China is investing heavily in Greece’s recovery. In return, it expects Greece to smooth Beijing’s relations with the European Union. Du sees the current depression as “a small wave in the long river of thousands of years of (Greek) history”. He predicts that “after the storm” Greece will again “impress the world with its vigour and vitality”.
Not everyone agrees. Seeing me look at my watch on my first day here, a British lawyer who has made Athens his home said, “No one looks at the time in Greece!” And, indeed, I have discovered that lunch can extend into late evening, and dinner go on till dawn.
Conviviality and hospitality make Greeks amiable company but don’t make for productivity or efficiency. The ancient Greeks were thinkers, philosophers and builders.
They dabbled in ideas, gave democracy to the world and raised grand structures like the temple at Ephesus in Turkey and the fortified mountain town of Mystras near Sparta.
Their present-day successors aren’t manufacturers or traders. Greece’s biggest industry is tourism. That means spin doctors and PR.
In 2013, more than 20 million foreigners descended on this land of 11 million people. But per capita spending was only 604.2 euros against 976 euros in Spain. That means Greece’s prosperity depends on persuading itinerant Canadians, Australians, Americans, Russians, Swiss and Austrians — last year’s main spenders — to spend more.
With a 202 per cent increase in Chinese arrivals, China must rank high this year.
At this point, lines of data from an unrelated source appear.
use serde_json::{Map, Value};

/// Row set produced by a warehouse query, columns in statement order.
#[derive(Debug, Clone, PartialEq)]
pub struct ExecutionResult {
	pub columns: Vec<String>,
	pub rows: Vec<Map<String, Value>>,
	pub truncated: bool,
}
impl ExecutionResult {
	pub fn row_count(&self) -> usize {
		self.rows.len()
	}

	pub fn is_empty(&self) -> bool {
		self.rows.is_empty()
	}
}

/// A knowledge-base chunk returned by vector search.
#[derive(Debug, Clone)]
pub struct ChunkHit {
	pub chunk_id: String,
	pub content: String,
	/// AES-GCM payload when the chunk is stored encrypted at rest.
	pub encrypted: Option<Vec<u8>>,
	pub similarity: f32,
	pub sensitivity: Option<String>,
}
use serde::{Deserialize, Serialize};

use crate::sensitivity::Sensitivity;

// The permission store hands clearance over as free text; parsing degrades to
// the lowest tier rather than failing the request.
#[derive(Debug, Clone, Serialize, Deserialize)]
pub struct CallerContext {
	pub id: String,
	pub display_name: Option<String>,
	pub clearance: String,
	pub enabled: bool,
	pub admin: bool,
	pub department: Option<String>,
}
impl CallerContext {
	pub fn clearance_tier(&self) -> Sensitivity {
		Sensitivity::parse(&self.clearance).unwrap_or(Sensitivity::Low)
	}
}

/// Ordered-tier comparison. No caller context authorizes only the lowest
/// tier; disabled callers are treated the same as absent context.
pub fn authorize(required: Sensitivity, caller: Option<&CallerContext>) -> bool {
	let Some(caller) = caller else {
		return required == Sensitivity::Low;
	};

	if !caller.enabled {
		return required == Sensitivity::Low;
	}

	caller.clearance_tier().rank() >= required.rank()
}

pub fn denial_message(required: Sensitivity) -> &'static str {
	match required {
		Sensitivity::Low => "This question requires basic data access.",
		Sensitivity::Medium => "This question requires access to transactional data.",
		Sensitivity::High => "This question requires access to sensitive personal data.",
	}
}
I keep seeing young Chinese men in dinner jackets with clip-on bows and their brides in white lace or bright red going-away gowns always with a photographer in tow.
Thanks to shrewd marketing and a popular Chinese TV serial, Santorini and Crete have become favourite nuptial destinations. Chinese tour groups wave red flags. Chinese eateries are cropping up everywhere. That is salesmanship. A Santorini shopkeeper even chanted out “Namaste!” to me.
As my hotel experience confirmed, salesmanship — any service industry in fact — also involves conning the unwary to some extent. I am sure that is also true of Indian tourism. But India now has more to offer the thinking world than just the Taj Mahal, Ajanta and Ellora, the snows of Gulmarg or Kovalam’s sands. Despite bumbling on many fronts, India epitomises the vigorous search of a billion people for a place in the sun. I wish Palkhivala were alive today to confirm that industry and activity guarantee that India’s future is not hostage to its past or its geography.